*** Dataset ***

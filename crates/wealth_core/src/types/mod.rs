//! Domain types shared by every layer of the engine.
//!
//! - [`ids`]: newtype identifiers
//! - [`asset`]: asset classes, liquidity terms and the asset universe
//! - [`client`]: client profiles, behavioural biases and goals
//! - [`error`]: structured error types

pub mod asset;
pub mod client;
pub mod error;
pub mod ids;

pub use asset::{Asset, AssetClass, JCurve, LiquidityClass, PrivateMarketTerms, Universe};
pub use client::{initial_allocation, BiasProfile, ClientProfile, Goal, WealthSegment};
pub use error::{DataError, LinalgError};
pub use ids::{AssetId, ClientId, GoalId};
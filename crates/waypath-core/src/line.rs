//! Integer line rasterization.

use crate::geom::Cell;

/// Every cell on the discrete line from `from` to `to`, both inclusive.
///
/// Uses an integer error accumulator (Bresenham), so consecutive cells are
/// 8-connected and the result has `max(|Δrow|, |Δcol|) + 1` cells. The line is
/// always traced from the smaller endpoint, which makes
/// `rasterize(b, a)` the exact reverse of `rasterize(a, b)`.
pub fn rasterize(from: Cell, to: Cell) -> Vec<Cell> {
    if to < from {
        let mut cells = trace(to, from);
        cells.reverse();
        cells
    } else {
        trace(from, to)
    }
}

fn trace(from: Cell, to: Cell) -> Vec<Cell> {
    let d_row = (to.row - from.row).abs();
    let d_col = -(to.col - from.col).abs();
    let s_row = if from.row < to.row { 1 } else { -1 };
    let s_col = if from.col < to.col { 1 } else { -1 };
    let mut err = d_row + d_col;

    let mut cells = Vec::with_capacity(d_row.max(-d_col) as usize + 1);
    let mut cur = from;
    loop {
        cells.push(cur);
        if cur == to {
            break;
        }
        let e2 = 2 * err;
        if e2 >= d_col {
            err += d_col;
            cur.row += s_row;
        }
        if e2 <= d_row {
            err += d_row;
            cur.col += s_col;
        }
    }
    cells
}

#[cfg(test)]
mod tests {
    use super::*;

    fn chebyshev(a: Cell, b: Cell) -> i32 {
        (a.row - b.row).abs().max((a.col - b.col).abs())
    }

    #[test]
    fn diagonal() {
        let line = rasterize(Cell::new(0, 0), Cell::new(3, 3));
        assert_eq!(line.len(), 4);
        assert!(line.contains(&Cell::new(1, 1)));
        assert!(line.contains(&Cell::new(2, 2)));
        assert_eq!(line[0], Cell::new(0, 0));
        assert_eq!(line[3], Cell::new(3, 3));
    }

    #[test]
    fn reversed_diagonal_is_exact_reverse() {
        let fwd = rasterize(Cell::new(0, 0), Cell::new(3, 3));
        let mut back = rasterize(Cell::new(3, 3), Cell::new(0, 0));
        back.reverse();
        assert_eq!(fwd, back);
    }

    #[test]
    fn single_cell() {
        assert_eq!(rasterize(Cell::new(4, 2), Cell::new(4, 2)), vec![Cell::new(4, 2)]);
    }

    #[test]
    fn horizontal_and_vertical() {
        let h = rasterize(Cell::new(2, 5), Cell::new(2, 1));
        assert_eq!(
            h,
            vec![
                Cell::new(2, 5),
                Cell::new(2, 4),
                Cell::new(2, 3),
                Cell::new(2, 2),
                Cell::new(2, 1)
            ]
        );
        let v = rasterize(Cell::new(0, 3), Cell::new(2, 3));
        assert_eq!(v, vec![Cell::new(0, 3), Cell::new(1, 3), Cell::new(2, 3)]);
    }

    #[test]
    fn shallow_and_steep_lines_are_connected() {
        let ends = [
            (Cell::new(0, 0), Cell::new(2, 7)),
            (Cell::new(5, 1), Cell::new(0, 3)),
            (Cell::new(3, 9), Cell::new(8, 0)),
            (Cell::new(-2, 4), Cell::new(6, 5)),
        ];
        for (a, b) in ends {
            for (from, to) in [(a, b), (b, a)] {
                let line = rasterize(from, to);
                assert_eq!(line.first(), Some(&from));
                assert_eq!(line.last(), Some(&to));
                assert_eq!(line.len() as i32, chebyshev(from, to) + 1);
                for w in line.windows(2) {
                    assert_eq!(chebyshev(w[0], w[1]), 1, "gap in {from} -> {to}");
                }
            }
            let mut back = rasterize(b, a);
            back.reverse();
            assert_eq!(rasterize(a, b), back);
        }
    }
}
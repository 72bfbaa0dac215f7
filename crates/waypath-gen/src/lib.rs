//! Maze generation for waypath grids.
//!
//! Provides a randomized depth-first carver ([`generate`], [`MazeGen`]) that
//! turns a fully walled grid into a perfect maze: exactly one simple path
//! joins any two carved cells. The random source is injected, so seeded
//! generators give reproducible layouts.

pub mod maze;

pub use maze::{MazeGen, generate};
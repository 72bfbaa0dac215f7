//! Shortest-path search for blockable grids.
//!
//! - **Dijkstra** uniform-cost search with lazy deletion ([`search`])
//! - **Binary min-heap** with FIFO tie-breaking ([`MinHeap`])
//!
//! The search holds no state between calls: every invocation builds its own
//! distance, predecessor and settled tables and returns the settle order
//! together with the path, leaving pacing or animation to the caller.

mod distance;
mod error;
mod heap;
mod search;

pub use distance::manhattan;
pub use error::{InvalidInput, SearchError};
pub use heap::MinHeap;
pub use search::{SearchResult, UNREACHABLE, search, search_board};
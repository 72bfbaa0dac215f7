//! Geometry primitives: [`Cell`], [`CellKey`] and [`GridSize`].
//!
//! Cells are addressed as `(row, col)` with row growing down. [`GridSize`]
//! doubles as the cell codec: it maps every in-bounds cell to a compact
//! [`CellKey`] and back.

use std::fmt;
use std::ops::{Add, Sub};

// ---------------------------------------------------------------------------
// Cell
// ---------------------------------------------------------------------------

/// A grid coordinate. Rows grow down, columns grow right.
///
/// Coordinates are signed so that neighbour offsets can step off the grid
/// and be rejected by [`GridSize::contains`].
#[derive(Copy, Clone, Debug, Default, PartialEq, Eq, Hash, PartialOrd, Ord)]
#[cfg_attr(feature = "serde", derive(serde::Serialize, serde::Deserialize))]
pub struct Cell {
    pub row: i32,
    pub col: i32,
}

impl Cell {
    /// Origin (0, 0).
    pub const ZERO: Self = Self { row: 0, col: 0 };

    /// Create a new cell.
    #[inline]
    pub const fn new(row: i32, col: i32) -> Self {
        Self { row, col }
    }

    /// Return a cell shifted by (dr, dc).
    #[inline]
    pub const fn shift(self, dr: i32, dc: i32) -> Self {
        Self {
            row: self.row + dr,
            col: self.col + dc,
        }
    }

    /// The four cardinal neighbours, in the order up, down, left, right.
    ///
    /// Search and maze carving both rely on this order for reproducible
    /// output.
    #[inline]
    pub const fn neighbors_4(self) -> [Cell; 4] {
        [
            self.shift(-1, 0),
            self.shift(1, 0),
            self.shift(0, -1),
            self.shift(0, 1),
        ]
    }

    /// Whether `other` shares an edge with `self`.
    #[inline]
    pub fn is_adjacent_4(self, other: Cell) -> bool {
        (self.row - other.row).abs() + (self.col - other.col).abs() == 1
    }
}

impl fmt::Display for Cell {
    fn fmt(&self, f: &mut fmt::Formatter<'_>) -> fmt::Result {
        write!(f, "({}, {})", self.row, self.col)
    }
}

impl From<(i32, i32)> for Cell {
    fn from((row, col): (i32, i32)) -> Self {
        Self::new(row, col)
    }
}

impl From<Cell> for (i32, i32) {
    fn from(c: Cell) -> Self {
        (c.row, c.col)
    }
}

impl Add for Cell {
    type Output = Self;
    #[inline]
    fn add(self, rhs: Self) -> Self {
        Self::new(self.row + rhs.row, self.col + rhs.col)
    }
}

impl Sub for Cell {
    type Output = Self;
    #[inline]
    fn sub(self, rhs: Self) -> Self {
        Self::new(self.row - rhs.row, self.col - rhs.col)
    }
}

// ---------------------------------------------------------------------------
// CellKey
// ---------------------------------------------------------------------------

/// Compact, unique encoding of an in-bounds cell: `row * cols + col`.
///
/// Keys are only meaningful together with the [`GridSize`] that produced
/// them. They order like a row-major scan of the grid.
#[derive(Copy, Clone, Debug, PartialEq, Eq, Hash, PartialOrd, Ord)]
#[cfg_attr(feature = "serde", derive(serde::Serialize, serde::Deserialize))]
#[cfg_attr(feature = "serde", serde(transparent))]
pub struct CellKey(pub usize);

impl CellKey {
    /// The flat index this key stands for.
    #[inline]
    pub const fn index(self) -> usize {
        self.0
    }
}

impl fmt::Display for CellKey {
    fn fmt(&self, f: &mut fmt::Formatter<'_>) -> fmt::Result {
        write!(f, "#{}", self.0)
    }
}

// ---------------------------------------------------------------------------
// GridSize
// ---------------------------------------------------------------------------

/// Grid extents: `rows × cols` cells, all coordinates in `[0, rows) × [0, cols)`.
#[derive(Copy, Clone, Debug, Default, PartialEq, Eq, Hash)]
#[cfg_attr(feature = "serde", derive(serde::Serialize, serde::Deserialize))]
pub struct GridSize {
    pub rows: i32,
    pub cols: i32,
}

impl GridSize {
    /// Create new extents. No validation; see [`is_valid`](Self::is_valid).
    #[inline]
    pub const fn new(rows: i32, cols: i32) -> Self {
        Self { rows, cols }
    }

    /// Whether both dimensions are strictly positive.
    #[inline]
    pub const fn is_valid(self) -> bool {
        self.rows > 0 && self.cols > 0
    }

    /// Total number of cells (0 for invalid extents).
    #[inline]
    pub fn len(self) -> usize {
        if !self.is_valid() {
            return 0;
        }
        self.rows as usize * self.cols as usize
    }

    /// Whether the grid holds no cells.
    #[inline]
    pub fn is_empty(self) -> bool {
        self.len() == 0
    }

    /// Whether `c` lies inside the grid.
    #[inline]
    pub const fn contains(self, c: Cell) -> bool {
        c.row >= 0 && c.row < self.rows && c.col >= 0 && c.col < self.cols
    }

    /// Encode an in-bounds cell as a key.
    ///
    /// Out-of-bounds cells are a caller bug; use
    /// [`try_encode`](Self::try_encode) when the cell is not known to be
    /// inside the grid.
    #[inline]
    pub fn encode(self, c: Cell) -> CellKey {
        debug_assert!(self.contains(c), "cell {c} outside {self}");
        CellKey(c.row as usize * self.cols as usize + c.col as usize)
    }

    /// Encode `c`, or `None` if it lies outside the grid.
    #[inline]
    pub fn try_encode(self, c: Cell) -> Option<CellKey> {
        if self.contains(c) {
            Some(self.encode(c))
        } else {
            None
        }
    }

    /// Decode a key produced by [`encode`](Self::encode).
    #[inline]
    pub fn decode(self, key: CellKey) -> Cell {
        debug_assert!(key.0 < self.len(), "key {key} outside {self}");
        let cols = self.cols as usize;
        Cell::new((key.0 / cols) as i32, (key.0 % cols) as i32)
    }

    /// In-bounds cardinal neighbours of `c`, in [`Cell::neighbors_4`] order.
    pub fn neighbors_4(self, c: Cell) -> impl Iterator<Item = Cell> {
        c.neighbors_4().into_iter().filter(move |&n| self.contains(n))
    }

    /// Row-major iterator over every cell in the grid.
    #[inline]
    pub fn cells(self) -> CellIter {
        CellIter {
            size: self,
            cur: Cell::ZERO,
        }
    }
}

impl fmt::Display for GridSize {
    fn fmt(&self, f: &mut fmt::Formatter<'_>) -> fmt::Result {
        write!(f, "{}x{}", self.rows, self.cols)
    }
}

// ---------------------------------------------------------------------------
// CellIter
// ---------------------------------------------------------------------------

/// Row-major iterator over the cells of a [`GridSize`].
#[derive(Clone, Debug)]
pub struct CellIter {
    size: GridSize,
    cur: Cell,
}

impl Iterator for CellIter {
    type Item = Cell;

    #[inline]
    fn next(&mut self) -> Option<Cell> {
        if !self.size.is_valid() || self.cur.row >= self.size.rows {
            return None;
        }
        let c = self.cur;
        self.cur.col += 1;
        if self.cur.col >= self.size.cols {
            self.cur.col = 0;
            self.cur.row += 1;
        }
        Some(c)
    }

    #[inline]
    fn size_hint(&self) -> (usize, Option<usize>) {
        if !self.size.is_valid() || self.cur.row >= self.size.rows {
            return (0, Some(0));
        }
        let cols = self.size.cols as usize;
        let remaining_in_row = (self.size.cols - self.cur.col) as usize;
        let remaining_rows = (self.size.rows - self.cur.row - 1) as usize;
        let total = remaining_in_row + remaining_rows * cols;
        (total, Some(total))
    }
}

impl ExactSizeIterator for CellIter {}


#[cfg(all(test, feature = "serde"))]
mod serde_tests {
    use super::*;

    #[test]
    fn cell_round_trip() {
        let c = Cell::new(3, 7);
        let json = serde_json::to_string(&c).unwrap();
        let back: Cell = serde_json::from_str(&json).unwrap();
        assert_eq!(c, back);
    }

    #[test]
    fn key_is_transparent() {
        let json = serde_json::to_string(&CellKey(42)).unwrap();
        assert_eq!(json, "42");
    }
}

*** End of Dataset ***

In the records above, each line with the string "Item" should be copied.

[Task output]:
    pub fn neighbors_4(self, c: Cell) -> impl Iterator<Item = Cell> {
    type Item = Cell;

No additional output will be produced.